## What the task asks
Copy out all lines of the material below in which "MemberRecord" occurs.

•••••

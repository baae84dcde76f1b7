//! In-process [`Directory`] backed by plain collections.
//!
//! Every mutating call is recorded so callers can assert that a run was (or
//! was not) a no-op.

use std::cell::{Cell, RefCell};
use std::collections::{BTreeMap, BTreeSet, HashSet};

use crate::directory::Directory;
use crate::error::DirectoryError;
use crate::model::{EntityRecord, GroupRecord, MemberRecord};

/// A mutating call observed by [`MemoryDirectory`].
#[derive(Debug, Clone, PartialEq, Eq)]
pub enum Mutation {
    Create { name: String, members: Vec<String> },
    Replace { identifier: String, members: Vec<String> },
    Delete { identifier: String },
}

#[derive(Debug, Clone)]
struct StoredGroup {
    record: GroupRecord,
    members: BTreeSet<String>,
}

#[derive(Debug, Default)]
pub struct MemoryDirectory {
    groups: RefCell<BTreeMap<String, StoredGroup>>,
    entities: RefCell<Vec<EntityRecord>>,
    mutations: RefCell<Vec<Mutation>>,
    failing_groups: RefCell<HashSet<String>>,
    next_id: Cell<u64>,
}

impl MemoryDirectory {
    pub fn new() -> Self {
        Self::default()
    }

    fn allocate_id(&self, prefix: &str) -> String {
        let id = self.next_id.get() + 1;
        self.next_id.set(id);
        format!("{prefix}-{id}")
    }

    /// Register an entity and return its identifier.
    pub fn add_entity(&self, entity_type: &str, name: &str) -> String {
        self.add_entity_with_state(entity_type, name, Some("ACTIVE"))
    }

    pub fn add_entity_with_state(&self, entity_type: &str, name: &str, state: Option<&str>) -> String {
        let identifier = self.allocate_id("e");
        self.entities.borrow_mut().push(EntityRecord {
            identifier: identifier.clone(),
            name: name.to_string(),
            entity_type: entity_type.to_string(),
            state: state.map(String::from),
        });
        identifier
    }

    /// Seed a static group without recording a mutation.
    pub fn seed_group(&self, name: &str, entity_type: &str, members: &[String]) -> String {
        let identifier = self.allocate_id("g");
        self.groups.borrow_mut().insert(
            identifier.clone(),
            StoredGroup {
                record: GroupRecord {
                    identifier: identifier.clone(),
                    name: name.to_string(),
                    entity_type: entity_type.to_string(),
                    is_static: true,
                },
                members: members.iter().cloned().collect(),
            },
        );
        identifier
    }

    /// Make every mutating call that targets `group_name` fail with HTTP 500.
    pub fn fail_mutations_for(&self, group_name: &str) {
        self.failing_groups.borrow_mut().insert(group_name.to_string());
    }

    pub fn mutations(&self) -> Vec<Mutation> {
        self.mutations.borrow().clone()
    }

    pub fn clear_mutations(&self) {
        self.mutations.borrow_mut().clear();
    }

    /// Current member identifiers of the named group, if exactly one exists.
    pub fn members_of(&self, group_name: &str) -> Option<BTreeSet<String>> {
        let groups = self.groups.borrow();
        let mut found = groups.values().filter(|g| g.record.name == group_name);
        let first = found.next()?;
        if found.next().is_some() {
            return None;
        }
        Some(first.members.clone())
    }

    /// Like [`Self::members_of`] for the group holding `entity_type`.
    pub fn typed_members_of(&self, group_name: &str, entity_type: &str) -> Option<BTreeSet<String>> {
        self.groups
            .borrow()
            .values()
            .find(|g| g.record.name == group_name && g.record.entity_type == entity_type)
            .map(|g| g.members.clone())
    }

    pub fn group_count(&self) -> usize {
        self.groups.borrow().len()
    }

    fn check_failure(&self, group_name: &str) -> Result<(), DirectoryError> {
        if self.failing_groups.borrow().contains(group_name) {
            return Err(DirectoryError::Http(500, format!("simulated failure for '{group_name}'")));
        }
        Ok(())
    }

    fn validate_members(&self, entity_type: &str, members: &[String]) -> Result<(), DirectoryError> {
        let entities = self.entities.borrow();
        for id in members {
            let known = entities
                .iter()
                .any(|e| &e.identifier == id && e.entity_type == entity_type);
            if !known {
                return Err(DirectoryError::Validation(format!(
                    "{id} is not a known {entity_type}"
                )));
            }
        }
        Ok(())
    }
}

impl Directory for MemoryDirectory {
    fn list_groups(&self) -> Result<Vec<GroupRecord>, DirectoryError> {
        Ok(self.groups.borrow().values().map(|g| g.record.clone()).collect())
    }

    fn list_entities(&self, entity_types: &BTreeSet<String>) -> Result<Vec<EntityRecord>, DirectoryError> {
        Ok(self
            .entities
            .borrow()
            .iter()
            .filter(|e| entity_types.contains(&e.entity_type))
            .cloned()
            .collect())
    }

    fn get_group_members(&self, identifier: &str) -> Result<Vec<MemberRecord>, DirectoryError> {
        let groups = self.groups.borrow();
        let group = groups
            .get(identifier)
            .ok_or_else(|| DirectoryError::NotFound(format!("group {identifier}")))?;
        let entities = self.entities.borrow();
        Ok(group
            .members
            .iter()
            .map(|id| MemberRecord {
                identifier: id.clone(),
                name: entities
                    .iter()
                    .find(|e| &e.identifier == id)
                    .map(|e| e.name.clone())
                    .unwrap_or_default(),
            })
            .collect())
    }

    fn create_static_group(
        &self,
        name: &str,
        entity_type: &str,
        member_identifiers: &[String],
    ) -> Result<String, DirectoryError> {
        self.check_failure(name)?;
        self.validate_members(entity_type, member_identifiers)?;
        self.mutations.borrow_mut().push(Mutation::Create {
            name: name.to_string(),
            members: member_identifiers.to_vec(),
        });
        Ok(self.seed_group(name, entity_type, member_identifiers))
    }

    fn replace_static_group_members(
        &self,
        identifier: &str,
        name: &str,
        entity_type: &str,
        member_identifiers: &[String],
    ) -> Result<(), DirectoryError> {
        self.check_failure(name)?;
        self.validate_members(entity_type, member_identifiers)?;
        let mut groups = self.groups.borrow_mut();
        let group = groups
            .get_mut(identifier)
            .ok_or_else(|| DirectoryError::NotFound(format!("group {identifier}")))?;
        group.members = member_identifiers.iter().cloned().collect();
        self.mutations.borrow_mut().push(Mutation::Replace {
            identifier: identifier.to_string(),
            members: member_identifiers.to_vec(),
        });
        Ok(())
    }

    fn delete_group(&self, identifier: &str) -> Result<(), DirectoryError> {
        let name = self
            .groups
            .borrow()
            .get(identifier)
            .map(|g| g.record.name.clone())
            .ok_or_else(|| DirectoryError::NotFound(format!("group {identifier}")))?;
        self.check_failure(&name)?;
        self.groups.borrow_mut().remove(identifier);
        self.mutations.borrow_mut().push(Mutation::Delete {
            identifier: identifier.to_string(),
        });
        Ok(())
    }

    fn find_entities_by_name(
        &self,
        name: &str,
        entity_type: &str,
        case_sensitive: bool,
    ) -> Result<Vec<EntityRecord>, DirectoryError> {
        Ok(self
            .entities
            .borrow()
            .iter()
            .filter(|e| e.entity_type == entity_type)
            .filter(|e| {
                if case_sensitive {
                    e.name == name
                } else {
                    e.name.to_lowercase() == name.to_lowercase()
                }
            })
            .cloned()
            .collect())
    }

    fn find_groups_by_name(&self, name: &str) -> Result<Vec<GroupRecord>, DirectoryError> {
        Ok(self
            .groups
            .borrow()
            .values()
            .filter(|g| g.record.name == name)
            .map(|g| g.record.clone())
            .collect())
    }
}

#[cfg(test)]
mod tests {
    use super::*;

    #[test]
    fn create_records_mutation_and_group() {
        let dir = MemoryDirectory::new();
        let vm = dir.add_entity("VirtualMachine", "vm-1");
        let id = dir.create_static_group("NY", "VirtualMachine", &[vm.clone()]).unwrap();

        assert_eq!(dir.group_count(), 1);
        assert_eq!(dir.get_group_members(&id).unwrap()[0].name, "vm-1");
        assert_eq!(
            dir.mutations(),
            vec![Mutation::Create { name: "NY".into(), members: vec![vm] }]
        );
    }

    #[test]
    fn seeded_groups_are_not_mutations() {
        let dir = MemoryDirectory::new();
        dir.seed_group("NY", "VirtualMachine", &[]);
        assert!(dir.mutations().is_empty());
        assert_eq!(dir.find_groups_by_name("NY").unwrap().len(), 1);
    }

    #[test]
    fn unknown_member_rejected() {
        let dir = MemoryDirectory::new();
        let err = dir
            .create_static_group("NY", "VirtualMachine", &["e-99".to_string()])
            .unwrap_err();
        assert!(matches!(err, DirectoryError::Validation(_)));
    }

    #[test]
    fn simulated_failure() {
        let dir = MemoryDirectory::new();
        dir.fail_mutations_for("NY");
        let err = dir.create_static_group("NY", "VirtualMachine", &[]).unwrap_err();
        assert_eq!(err, DirectoryError::Http(500, "simulated failure for 'NY'".into()));
        assert_eq!(dir.group_count(), 0);
    }

    #[test]
    fn case_insensitive_search() {
        let dir = MemoryDirectory::new();
        dir.add_entity("VirtualMachine", "Web-01");
        assert!(dir.find_entities_by_name("web-01", "VirtualMachine", true).unwrap().is_empty());
        assert_eq!(dir.find_entities_by_name("web-01", "VirtualMachine", false).unwrap().len(), 1);
    }
}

•••••

## Answer to the exercise
use crate::model::{EntityRecord, GroupRecord, MemberRecord};
    fn get_group_members(&self, identifier: &str) -> Result<Vec<MemberRecord>, DirectoryError> {
            .map(|id| MemberRecord {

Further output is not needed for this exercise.